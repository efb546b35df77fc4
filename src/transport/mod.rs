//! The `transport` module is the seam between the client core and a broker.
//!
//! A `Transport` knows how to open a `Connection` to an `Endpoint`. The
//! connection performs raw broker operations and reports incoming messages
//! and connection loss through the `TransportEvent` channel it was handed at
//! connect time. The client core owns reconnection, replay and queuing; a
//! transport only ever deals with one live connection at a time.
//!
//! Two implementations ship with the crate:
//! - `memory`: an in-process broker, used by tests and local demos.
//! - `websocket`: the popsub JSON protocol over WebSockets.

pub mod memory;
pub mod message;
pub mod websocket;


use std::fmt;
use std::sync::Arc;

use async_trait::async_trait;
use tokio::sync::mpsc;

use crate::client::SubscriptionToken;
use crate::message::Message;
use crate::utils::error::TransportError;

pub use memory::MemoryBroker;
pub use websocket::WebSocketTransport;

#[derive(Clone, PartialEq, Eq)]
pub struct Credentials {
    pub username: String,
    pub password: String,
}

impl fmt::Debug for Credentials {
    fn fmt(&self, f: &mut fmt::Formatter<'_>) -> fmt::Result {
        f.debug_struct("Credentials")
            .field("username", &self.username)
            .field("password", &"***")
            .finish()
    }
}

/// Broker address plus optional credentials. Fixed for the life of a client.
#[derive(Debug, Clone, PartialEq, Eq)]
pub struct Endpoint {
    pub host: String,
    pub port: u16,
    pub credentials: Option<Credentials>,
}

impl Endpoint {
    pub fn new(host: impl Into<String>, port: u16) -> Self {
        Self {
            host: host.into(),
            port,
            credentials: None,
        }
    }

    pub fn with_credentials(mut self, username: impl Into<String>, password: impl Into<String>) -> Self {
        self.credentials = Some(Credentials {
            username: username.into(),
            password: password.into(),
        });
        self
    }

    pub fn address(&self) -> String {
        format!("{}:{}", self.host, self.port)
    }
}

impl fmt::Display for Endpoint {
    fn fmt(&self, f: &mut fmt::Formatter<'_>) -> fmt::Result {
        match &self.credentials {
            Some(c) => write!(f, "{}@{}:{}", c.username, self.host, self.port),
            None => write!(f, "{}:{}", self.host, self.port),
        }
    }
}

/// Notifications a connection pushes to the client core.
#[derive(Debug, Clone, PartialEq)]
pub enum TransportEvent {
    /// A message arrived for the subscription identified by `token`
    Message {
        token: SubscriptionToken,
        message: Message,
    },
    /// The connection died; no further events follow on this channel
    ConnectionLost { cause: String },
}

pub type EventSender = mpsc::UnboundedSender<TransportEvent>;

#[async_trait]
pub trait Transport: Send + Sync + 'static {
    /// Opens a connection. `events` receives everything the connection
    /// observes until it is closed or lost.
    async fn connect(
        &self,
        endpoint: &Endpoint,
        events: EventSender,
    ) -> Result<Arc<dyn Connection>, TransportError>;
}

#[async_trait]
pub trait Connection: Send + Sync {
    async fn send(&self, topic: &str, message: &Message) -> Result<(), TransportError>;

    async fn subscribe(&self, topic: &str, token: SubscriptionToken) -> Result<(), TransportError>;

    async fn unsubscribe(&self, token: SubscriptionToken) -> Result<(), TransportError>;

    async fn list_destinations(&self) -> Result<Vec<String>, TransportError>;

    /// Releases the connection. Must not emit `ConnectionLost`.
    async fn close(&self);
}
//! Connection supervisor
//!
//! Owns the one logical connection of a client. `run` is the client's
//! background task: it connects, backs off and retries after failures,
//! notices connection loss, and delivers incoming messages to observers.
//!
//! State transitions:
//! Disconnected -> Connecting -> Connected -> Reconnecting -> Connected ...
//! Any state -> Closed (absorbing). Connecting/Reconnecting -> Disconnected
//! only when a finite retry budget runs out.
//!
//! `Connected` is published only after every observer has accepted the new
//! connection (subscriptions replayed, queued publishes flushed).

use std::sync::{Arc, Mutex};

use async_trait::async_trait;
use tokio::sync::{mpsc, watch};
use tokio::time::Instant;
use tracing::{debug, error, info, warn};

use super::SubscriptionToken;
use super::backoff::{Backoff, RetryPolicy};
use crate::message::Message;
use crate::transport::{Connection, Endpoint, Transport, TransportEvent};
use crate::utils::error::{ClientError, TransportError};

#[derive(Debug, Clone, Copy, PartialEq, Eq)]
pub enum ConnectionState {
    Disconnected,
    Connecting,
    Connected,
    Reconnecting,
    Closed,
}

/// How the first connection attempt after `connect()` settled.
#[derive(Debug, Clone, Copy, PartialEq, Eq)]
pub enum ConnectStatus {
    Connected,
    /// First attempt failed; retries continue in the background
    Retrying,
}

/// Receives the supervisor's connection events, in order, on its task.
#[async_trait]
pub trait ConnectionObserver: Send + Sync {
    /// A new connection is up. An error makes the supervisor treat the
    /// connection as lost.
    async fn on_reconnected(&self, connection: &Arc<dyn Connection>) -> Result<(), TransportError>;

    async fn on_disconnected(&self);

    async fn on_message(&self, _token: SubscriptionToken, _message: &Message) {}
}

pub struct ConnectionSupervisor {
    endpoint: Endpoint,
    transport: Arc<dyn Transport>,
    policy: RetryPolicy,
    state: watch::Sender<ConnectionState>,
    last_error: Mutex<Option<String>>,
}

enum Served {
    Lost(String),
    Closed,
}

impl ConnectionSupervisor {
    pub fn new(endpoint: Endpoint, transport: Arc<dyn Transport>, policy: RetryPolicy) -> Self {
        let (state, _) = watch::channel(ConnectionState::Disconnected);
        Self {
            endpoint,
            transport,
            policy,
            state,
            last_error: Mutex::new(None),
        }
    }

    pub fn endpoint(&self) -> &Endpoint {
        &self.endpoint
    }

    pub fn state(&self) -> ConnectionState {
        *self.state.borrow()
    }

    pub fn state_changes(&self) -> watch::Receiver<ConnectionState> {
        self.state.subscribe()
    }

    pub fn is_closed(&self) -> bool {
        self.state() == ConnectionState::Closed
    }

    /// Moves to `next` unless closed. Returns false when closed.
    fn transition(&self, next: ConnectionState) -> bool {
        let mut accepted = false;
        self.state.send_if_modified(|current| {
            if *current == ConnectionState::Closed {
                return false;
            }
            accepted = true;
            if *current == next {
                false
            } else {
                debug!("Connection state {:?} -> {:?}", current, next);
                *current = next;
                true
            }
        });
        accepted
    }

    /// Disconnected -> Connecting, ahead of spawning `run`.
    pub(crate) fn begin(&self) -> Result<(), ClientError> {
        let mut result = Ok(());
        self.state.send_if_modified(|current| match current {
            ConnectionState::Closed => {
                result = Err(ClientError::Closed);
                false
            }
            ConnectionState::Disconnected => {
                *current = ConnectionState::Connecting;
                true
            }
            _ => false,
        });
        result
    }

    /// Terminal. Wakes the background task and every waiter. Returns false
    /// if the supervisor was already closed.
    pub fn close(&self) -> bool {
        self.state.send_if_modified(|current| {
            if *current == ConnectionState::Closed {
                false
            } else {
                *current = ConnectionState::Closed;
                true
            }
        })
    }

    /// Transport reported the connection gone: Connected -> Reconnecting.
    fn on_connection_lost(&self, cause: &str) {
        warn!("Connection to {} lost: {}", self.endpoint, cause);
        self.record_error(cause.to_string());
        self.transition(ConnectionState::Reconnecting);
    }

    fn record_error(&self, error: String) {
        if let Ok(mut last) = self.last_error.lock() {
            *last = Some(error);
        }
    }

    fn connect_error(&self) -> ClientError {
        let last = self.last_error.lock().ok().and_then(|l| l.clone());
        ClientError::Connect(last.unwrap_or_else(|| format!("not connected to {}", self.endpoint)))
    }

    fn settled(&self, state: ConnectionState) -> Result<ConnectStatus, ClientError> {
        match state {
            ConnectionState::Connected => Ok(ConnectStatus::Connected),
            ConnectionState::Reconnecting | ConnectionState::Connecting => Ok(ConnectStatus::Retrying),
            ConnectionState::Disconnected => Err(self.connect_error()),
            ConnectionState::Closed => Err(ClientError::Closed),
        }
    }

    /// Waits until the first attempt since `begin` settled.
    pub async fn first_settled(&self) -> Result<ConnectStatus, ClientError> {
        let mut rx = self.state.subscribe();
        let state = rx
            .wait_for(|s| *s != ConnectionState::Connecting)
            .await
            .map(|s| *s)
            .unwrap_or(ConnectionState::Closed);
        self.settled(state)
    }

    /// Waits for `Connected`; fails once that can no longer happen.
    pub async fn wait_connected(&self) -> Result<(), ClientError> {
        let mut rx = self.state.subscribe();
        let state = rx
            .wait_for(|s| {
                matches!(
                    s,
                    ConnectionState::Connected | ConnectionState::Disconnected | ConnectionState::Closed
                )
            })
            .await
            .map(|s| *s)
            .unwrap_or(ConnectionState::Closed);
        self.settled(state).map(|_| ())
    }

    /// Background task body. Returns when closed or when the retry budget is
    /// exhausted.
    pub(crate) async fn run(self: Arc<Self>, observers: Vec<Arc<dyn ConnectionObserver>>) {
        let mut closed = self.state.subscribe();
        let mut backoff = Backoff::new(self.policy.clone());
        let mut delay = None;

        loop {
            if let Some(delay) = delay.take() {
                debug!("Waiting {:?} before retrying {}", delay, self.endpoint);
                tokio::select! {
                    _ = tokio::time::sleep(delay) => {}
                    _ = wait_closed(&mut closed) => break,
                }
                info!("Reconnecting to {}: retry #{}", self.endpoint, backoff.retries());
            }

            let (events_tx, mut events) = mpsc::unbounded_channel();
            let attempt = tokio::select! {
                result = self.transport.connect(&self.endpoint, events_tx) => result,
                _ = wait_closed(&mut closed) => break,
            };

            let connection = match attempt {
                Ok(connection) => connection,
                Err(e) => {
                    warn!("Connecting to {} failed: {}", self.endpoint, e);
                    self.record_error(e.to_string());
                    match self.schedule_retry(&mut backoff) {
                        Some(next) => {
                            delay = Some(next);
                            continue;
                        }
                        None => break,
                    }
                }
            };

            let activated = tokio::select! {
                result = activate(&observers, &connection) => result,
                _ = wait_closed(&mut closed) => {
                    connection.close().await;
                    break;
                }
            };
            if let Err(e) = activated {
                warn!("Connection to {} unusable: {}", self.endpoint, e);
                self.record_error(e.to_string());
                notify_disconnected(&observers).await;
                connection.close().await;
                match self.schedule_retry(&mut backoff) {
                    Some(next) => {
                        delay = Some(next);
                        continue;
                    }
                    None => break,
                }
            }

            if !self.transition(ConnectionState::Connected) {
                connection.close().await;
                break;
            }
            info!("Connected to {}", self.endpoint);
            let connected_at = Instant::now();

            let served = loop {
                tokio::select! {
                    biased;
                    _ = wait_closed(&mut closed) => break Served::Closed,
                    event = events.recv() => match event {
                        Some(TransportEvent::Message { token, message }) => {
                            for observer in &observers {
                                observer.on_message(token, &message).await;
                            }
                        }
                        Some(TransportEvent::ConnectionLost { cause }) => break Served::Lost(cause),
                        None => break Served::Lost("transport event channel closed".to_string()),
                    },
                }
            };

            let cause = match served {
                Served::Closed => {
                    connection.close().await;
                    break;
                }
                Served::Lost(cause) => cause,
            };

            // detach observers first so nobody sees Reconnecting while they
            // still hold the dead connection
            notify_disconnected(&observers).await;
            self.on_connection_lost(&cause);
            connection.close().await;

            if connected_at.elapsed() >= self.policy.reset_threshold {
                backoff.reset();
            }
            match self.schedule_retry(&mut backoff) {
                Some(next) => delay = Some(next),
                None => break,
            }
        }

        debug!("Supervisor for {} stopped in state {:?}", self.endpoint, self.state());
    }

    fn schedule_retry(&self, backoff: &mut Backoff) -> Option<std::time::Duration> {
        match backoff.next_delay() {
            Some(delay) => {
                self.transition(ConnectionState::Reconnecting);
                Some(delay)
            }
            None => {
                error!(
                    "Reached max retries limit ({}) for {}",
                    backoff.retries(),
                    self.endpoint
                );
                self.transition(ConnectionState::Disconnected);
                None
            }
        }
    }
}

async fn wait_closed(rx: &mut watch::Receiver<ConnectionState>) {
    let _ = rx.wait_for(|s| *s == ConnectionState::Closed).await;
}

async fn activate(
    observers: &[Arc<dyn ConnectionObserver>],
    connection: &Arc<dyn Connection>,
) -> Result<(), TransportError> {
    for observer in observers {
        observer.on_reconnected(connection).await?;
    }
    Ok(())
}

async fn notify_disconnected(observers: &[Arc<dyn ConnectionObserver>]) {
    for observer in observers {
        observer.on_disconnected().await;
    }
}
•••••
| Assigned task |
Once the line with "and queuing; a" is found in the records above, print exactly that line and every line after it through the line with "and local demos.".

| Solution for this task |
//! connect time. The client core owns reconnection, replay and queuing; a
//! transport only ever deals with one live connection at a time.
//!
//! Two implementations ship with the crate:
//! - `memory`: an in-process broker, used by tests and local demos.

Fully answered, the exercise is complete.